THE TWENTY-YEAR WORKSHOP

I loved hearing the guy on the local station
in the small town where I lived for twenty years:
Here in the foothills of the Adirondacks.
I was trying to become a poet, and I thought
everything I heard could become a poem
if I could figure out how to make use of it,
the way frontierswomen made use of berries
for dyes, or stones for doorstops, if doors
were there at all. And by then I’d be far off
in Kansas, the sun blinding me, the old mule
dying of thirst in the drought, my own lips
so swollen and cracked I could barely speak,
my children woeful at the table. Then Oklahoma,
the Dust Bowl, trying to seal all the openings
from the heavy black night rolling toward me
in the middle of the afternoon. Meanwhile,
the foothills of the Adirondacks, where often
the snow buried cars, farm equipment,
old roads in the woods. I thought my life
was inadequate to poetry, and my mind along
with it, so often I tried to be Eliot, Pound,
all those revered at the time as masters.
And I would despair, because nothing I wrote
sounded as beautiful or profound as the foothills
of the Adirondacks, the word foothills alone
like its own little poem, hidden in the shadow
of the mountains, which, as I drove over them
to visit my sister in Vermont, seemed to taunt me
with their permanence, until slowly the need
to redeem as my own the words of others
became less desperate, and even shadows spoke.
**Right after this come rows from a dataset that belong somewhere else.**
use thiserror::Error;

pub type ShardResult<T> = Result<T, ShardError>;

#[derive(Debug, Error)]
pub enum ShardError {
    /// A key, padding, cipher or password was missing or unusable
    #[error("configuration error: {0}")]
    Configuration(String),

    #[error("range error: {0}")]
    Range(String),

    /// Malformed container, pad length, ciphertext or catalog
    #[error("format error: {0}")]
    Format(String),

    /// Wrong password; deliberately carries no detail about which check failed
    #[error("authentication failed: {0}")]
    Authentication(String),

    #[error("backend error: {0}")]
    Backend(String),

    #[error("not found: {0}")]
    NotFound(String),

    #[error("I/O error: {0}")]
    Io(#[from] std::io::Error),

    #[error(transparent)]
    Other(#[from] anyhow::Error),
}

impl ShardError {
    /// Errors that come from the storage side rather than from the data itself.
    pub fn is_backend(&self) -> bool {
        matches!(
            self,
            ShardError::Backend(_) | ShardError::NotFound(_) | ShardError::Io(_)
        )
    }
}

#[cfg(test)]
mod tests {
    use super::*;

    #[test]
    fn test_display_messages() {
        let err = ShardError::Format("bad pad length".into());
        assert_eq!(err.to_string(), "format error: bad pad length");

        let err = ShardError::Authentication("unlock failed".into());
        assert_eq!(err.to_string(), "authentication failed: unlock failed");
    }

    #[test]
    fn test_io_conversion_is_backend() {
        let io = std::io::Error::new(std::io::ErrorKind::NotFound, "gone");
        let err: ShardError = io.into();
        assert!(err.is_backend());
        assert!(!ShardError::Range("x".into()).is_backend());
        assert!(ShardError::NotFound("k".into()).is_backend());
    }
}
from Rattle #50, Winter 2015

[download audio]

__________

Lynne Knight: “The older I get, the luckier I feel that writing is such an essential part of my life. It’s like having a lover who can madden and exasperate you but then, out of seeming nowhere, take you places you never dreamed you’d go … a lover who gives maybe too many lessons on how to survive rejection but—huge plus—never makes you fear abandonment.” (website)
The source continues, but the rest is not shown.